Piece of history: Limestone family’s history found in auctioned Bible

— A Limestone County family has been reunited with a part of their history — a 19th century family Bible.

It was returned to the Johnston family earlier this month after being purchased at auction.

Described by an auctioneer at Dunn’s Auction in Athens as an “old family Bible from 1886 from Limestone,” it was found to hold Johnston family history recorded between 1886 and 1939.

Brandi Thomas and members of her family purchased the Bible. After examining the artifact she used Facebook in an effort to find the Johnston descendants. Her efforts paid off when she contacted Neal Johnston, who put her in contact with one of the family’s archivists — his sister-in-law Mildred Johnston.

According to Mildred, the Bible was given to Lucy Turner Inman Johnston, the wife of Civil War veteran Robert Johnston, of the Gladdeus Regiment Company E of the 50th Alabama Regiment, by their second son, William F. Johnston.

Mildred’s late husband, Sid Johnston, and Neal are the grandsons of Albert Sidney “Nick” Johnston or “Daddy Nick,” who is Robert and Lucy’s oldest son of seven children. The lineage makes Robert and Lucy their great-grandparents.

Mildred has always been interested in genealogy. She has kept documentation through the years that record the family’s roots. When Thomas called her inquiring about the family names written in the Bible, Mildred recognized the names. She told Thomas she believed that was her family. “I thought this had to be true,” she said.

“I immediately asked her if she would sell the book,” Mildred said.

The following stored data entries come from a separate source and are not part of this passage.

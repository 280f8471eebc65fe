//! Recovery gesture tests.
//!
//! Each gesture is exercised against the session store on the virtual
//! timeline: it must recover exactly when possessed, and the three detectors
//! must never interfere with each other.

use std::sync::{Arc, Mutex};

use hawkins_app::{EndCause, Gesture, KeyInput, Session, SessionChange};
use hawkins_core::SessionConfig;
use hawkins_harness::SimInstant;

const KONAMI: [KeyInput; 10] = [
    KeyInput::Up,
    KeyInput::Up,
    KeyInput::Down,
    KeyInput::Down,
    KeyInput::Left,
    KeyInput::Right,
    KeyInput::Left,
    KeyInput::Right,
    KeyInput::Char('b'),
    KeyInput::Char('a'),
];

fn at(ms: u64) -> SimInstant {
    SimInstant::from_millis(ms)
}

fn possessed_session() -> Session<SimInstant> {
    let mut session = Session::new(SessionConfig::default(), at(0));
    session.drain_sanity(100, at(0));
    assert!(session.is_possessed());
    session
}

fn enter_konami(session: &mut Session<SimInstant>, now: SimInstant) {
    for key in KONAMI {
        session.handle_key_down(key, now);
    }
}

/// Collect every published change.
fn record(session: &mut Session<SimInstant>) -> Arc<Mutex<Vec<SessionChange<SimInstant>>>> {
    let log = Arc::new(Mutex::new(Vec::new()));
    let sink = Arc::clone(&log);
    session.subscribe(move |change| sink.lock().unwrap().push(change.clone()));
    log
}

#[test]
fn konami_recovers_when_possessed() {
    let mut session = possessed_session();
    let log = record(&mut session);

    enter_konami(&mut session, at(1000));

    assert!(!session.is_possessed());
    assert_eq!(session.sanity(), 100);
    assert!(session.just_recovered());
    assert!(log.lock().unwrap().contains(&SessionChange::PossessionEnded {
        cause: EndCause::Recovered(Gesture::KeySequence)
    }));
}

#[test]
fn konami_while_lucid_only_resets() {
    let mut session = Session::new(SessionConfig::default(), at(0));
    session.drain_sanity(20, at(0));

    enter_konami(&mut session, at(0));

    assert_eq!(session.sanity(), 80);
    assert_eq!(session.konami_progress(), 0);
    assert!(!session.just_recovered());
}

#[test]
fn wrong_key_resets_progress() {
    let mut session = possessed_session();
    for key in &KONAMI[..6] {
        session.handle_key_down(*key, at(0));
    }
    assert_eq!(session.konami_progress(), 6);

    session.handle_key_down(KeyInput::Char('z'), at(0));
    assert_eq!(session.konami_progress(), 0);
    assert!(session.is_possessed());
}

#[test]
fn konami_letters_ignore_case() {
    let mut session = possessed_session();
    for key in &KONAMI[..8] {
        session.handle_key_down(*key, at(0));
    }
    session.handle_key_down(KeyInput::Char('B'), at(0));
    session.handle_key_down(KeyInput::Char('A'), at(0));

    assert!(!session.is_possessed());
}

#[test]
fn consecutive_konami_sequences_both_recover() {
    let mut session = possessed_session();
    enter_konami(&mut session, at(0));
    assert!(!session.is_possessed());

    session.drain_sanity(100, at(500));
    assert!(session.is_possessed());

    // Progress was left at full by the first recovery; the next Up is a
    // mismatch that resets it, so the second run starts from scratch.
    enter_konami(&mut session, at(600));
    assert!(session.is_possessed());
    enter_konami(&mut session, at(700));
    assert!(!session.is_possessed());

    session.expire_recovery_flash(at(700 + 4000));
    assert_eq!(session.konami_progress(), 0);
    session.drain_sanity(100, at(5000));
    enter_konami(&mut session, at(5100));
    assert!(!session.is_possessed());
}

#[test]
fn flash_expiry_releases_progress() {
    let mut session = possessed_session();
    enter_konami(&mut session, at(0));
    assert_eq!(session.konami_progress(), 10);

    session.expire_recovery_flash(at(4000));
    assert!(!session.just_recovered());
    assert_eq!(session.konami_progress(), 0);
}

#[test]
fn blind_word_any_case_recovers() {
    let mut session = possessed_session();
    for c in "xqElEvEn".chars() {
        session.handle_key_press(c, at(0));
    }

    assert!(!session.is_possessed());
    assert_eq!(session.eleven_typed(), "ELEVEN");
}

#[test]
fn blind_word_while_lucid_does_nothing() {
    let mut session = Session::new(SessionConfig::default(), at(0));
    session.drain_sanity(30, at(0));
    for c in "eleven".chars() {
        session.handle_key_press(c, at(0));
    }

    assert_eq!(session.sanity(), 70);
    assert!(!session.just_recovered());
}

#[test]
fn fast_clicks_recover() {
    let mut session = possessed_session();
    session.handle_logo_click(at(0));
    session.handle_logo_click(at(200));
    assert!(session.is_possessed());
    session.handle_logo_click(at(400));

    assert!(!session.is_possessed());
    assert_eq!(session.logo_click_count(), 0);
}

#[test]
fn slow_clicks_do_not_recover() {
    let mut session = possessed_session();
    session.handle_logo_click(at(0));
    session.handle_logo_click(at(600));
    session.handle_logo_click(at(800));

    assert!(session.is_possessed());
    assert_eq!(session.logo_click_count(), 2);
}

#[test]
fn click_burst_while_lucid_resets_counter() {
    let mut session = Session::new(SessionConfig::default(), at(0));
    for ms in [0, 100, 200] {
        session.handle_logo_click(at(ms));
    }

    assert_eq!(session.logo_click_count(), 0);
    assert_eq!(session.sanity(), 100);
}

#[test]
fn detectors_do_not_reset_each_other() {
    let mut session = possessed_session();
    for key in &KONAMI[..4] {
        session.handle_key_down(*key, at(0));
    }
    session.handle_logo_click(at(0));
    for c in "elev".chars() {
        session.handle_key_press(c, at(0));
    }
    session.handle_logo_click(at(100));

    assert_eq!(session.konami_progress(), 4);
    assert_eq!(session.eleven_typed(), "ELEV");
    assert_eq!(session.logo_click_count(), 2);
}

#[test]
fn later_recovery_extends_flash() {
    let mut session = possessed_session();
    session.handle_logo_click(at(0));
    session.handle_logo_click(at(100));
    session.handle_logo_click(at(200));
    assert_eq!(session.recovery_flash_until(), Some(at(4200)));

    session.drain_sanity(100, at(1000));
    for c in "eleven".chars() {
        session.handle_key_press(c, at(3000));
    }

    session.expire_recovery_flash(at(4200));
    assert!(session.just_recovered(), "second recovery owns the window");
    session.expire_recovery_flash(at(7000));
    assert!(!session.just_recovered());
}

#[test]
fn possession_times_out() {
    let mut session = possessed_session();
    session.check_possession_timeout(at(29_999));
    assert!(session.is_possessed());

    session.check_possession_timeout(at(30_000));
    assert!(!session.is_possessed());
    assert_eq!(session.sanity(), 100);
    assert!(!session.just_recovered());
}
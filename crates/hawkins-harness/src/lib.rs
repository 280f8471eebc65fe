//! Deterministic simulation harness for the Hawkins signal terminal.
//!
//! A virtual-clock implementation of the Environment and Driver traits for
//! deterministic, reproducible testing of timing-heavy session behavior.
//! Thirty seconds of possession run in microseconds and land on the same
//! millisecond every time.
//!
//! # Scenarios
//!
//! [`Scenario`] scripts input at fixed virtual instants and runs the
//! production [`hawkins_app::Runtime`] against a [`SimDriver`], collecting
//! every rendered frame and every beep.
//!
//! # Invariant Testing
//!
//! The `invariants` module provides behavioral testing through invariant
//! checks. Invariants verify WHAT must be true across all execution paths, not
//! specific scenarios. Use [`InvariantRegistry::standard()`] for the session
//! invariants.

#![forbid(unsafe_code)]
#![deny(missing_docs)]

pub mod beeper;
pub mod invariants;
pub mod scenario;
pub mod sim_driver;
pub mod sim_env;

pub use beeper::{Pulse, RecordingBeeper};
pub use invariants::{
    BlindBufferBounded, Invariant, InvariantRegistry, InvariantResult, KonamiProgressBounded,
    LetterOnlyWhileEncoding, PossessionDeadlineIffPossessed, SanityInRange, Snapshot, Violation,
};
pub use scenario::{Outcome, Scenario, ScenarioError};
pub use sim_driver::{SimDriver, SimDriverError};
pub use sim_env::{SimEnv, SimInstant};
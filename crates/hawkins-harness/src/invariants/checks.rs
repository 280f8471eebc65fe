//! Standard invariant checks.
//!
//! These invariants capture behavioral properties that must always hold.
//! They verify WHAT must be true, not specific test scenarios.

use super::{Invariant, InvariantResult, Snapshot};

/// Sanity never exceeds its maximum.
///
/// The lower bound is the type's; this guards the upper clamp.
pub struct SanityInRange;

impl Invariant for SanityInRange {
    fn name(&self) -> &'static str {
        "sanity_in_range"
    }

    fn check(&self, state: &Snapshot) -> InvariantResult {
        if state.sanity > state.max_sanity {
            return Err(self.violation(format!(
                "sanity {} above maximum {}",
                state.sanity, state.max_sanity
            )));
        }
        Ok(())
    }
}

/// A possession deadline exists exactly while possessed.
///
/// Possession also pins sanity at zero: nothing drains it further and
/// nothing but recovery raises it.
pub struct PossessionDeadlineIffPossessed;

impl Invariant for PossessionDeadlineIffPossessed {
    fn name(&self) -> &'static str {
        "possession_deadline_iff_possessed"
    }

    fn check(&self, state: &Snapshot) -> InvariantResult {
        if state.possession_ends_at.is_some() != state.is_possessed {
            return Err(self.violation(format!(
                "is_possessed {} but possession_ends_at {:?}",
                state.is_possessed, state.possession_ends_at
            )));
        }
        if state.is_possessed && state.sanity != 0 {
            return Err(self.violation(format!("possessed with sanity {}", state.sanity)));
        }
        Ok(())
    }
}

/// A bulb is lit only while a transmission is in flight.
pub struct LetterOnlyWhileEncoding;

impl Invariant for LetterOnlyWhileEncoding {
    fn name(&self) -> &'static str {
        "letter_only_while_encoding"
    }

    fn check(&self, state: &Snapshot) -> InvariantResult {
        if let Some(letter) = state.current_letter
            && !state.is_encoding
        {
            return Err(self.violation(format!("letter {letter:?} lit while idle")));
        }
        Ok(())
    }
}

/// Secret sequence progress stays within the sequence.
pub struct KonamiProgressBounded;

impl Invariant for KonamiProgressBounded {
    fn name(&self) -> &'static str {
        "konami_progress_bounded"
    }

    fn check(&self, state: &Snapshot) -> InvariantResult {
        if state.konami_progress > state.konami_len {
            return Err(self.violation(format!(
                "progress {} beyond sequence length {}",
                state.konami_progress, state.konami_len
            )));
        }
        Ok(())
    }
}

/// The blind-typed buffer never holds more characters than the secret word.
pub struct BlindBufferBounded {
    /// Length of the secret word in characters.
    pub max_len: usize,
}

impl Invariant for BlindBufferBounded {
    fn name(&self) -> &'static str {
        "blind_buffer_bounded"
    }

    fn check(&self, state: &Snapshot) -> InvariantResult {
        let len = state.eleven_typed.chars().count();
        if len > self.max_len {
            return Err(self.violation(format!(
                "typed buffer {:?} holds {len} characters, limit {}",
                state.eleven_typed, self.max_len
            )));
        }
        Ok(())
    }
}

Thomas told Mildred she wouldn’t sell the Bible, but she would give it to her.

Mildred found out she had paid $30 for the book. She would later slip the money in a pink envelope to give back to the Bible’s discover.

“She wanted to give it to us,” Mildred said. “She didn’t want to sell it to us.”

Mildred believes it is because of the Thomas and her family’s interest in genealogy. Thomas’ daughter Ali Taylor traced her family’s ancestry back more than 30 generations.

Thomas previously told The News Courier, “To be able to hold in your hands an item such as a family Bible — with so much of your family history that is almost 150 years old — can never be replaced. To touch, hold and feel something that belonged to your great-great-great-great-grandparents is something few of us know.”

Mildred said the current generations of Johnstons, most who still live in Limestone County, were excited to be able to hold a part of their history. She joked they had to be excited in order to get a group of teenagers and children to her home for a picture on a Sunday afternoon. “They have always been kind of interested in their past,” she said, adding her son and grandchildren took a trip to Scotland last year to trace their ancestry. “We were very excited.”

“I knew we had to find this family and return this Bible to them as soon as I realized there were ties to Limestone County,” Thomas told the News Courier. “If we don’t know our past, we cannot move forward with our future.”

After fourth-, fifth- and sixth- generation family members of Robert and Lucy Johnston had the chance to look at their history, the Bible was sent to Tuscaloosa Bindery for repairs through the help of Athens State Archivist Sara Love.

Plans are to preserve the Bible for generations to come.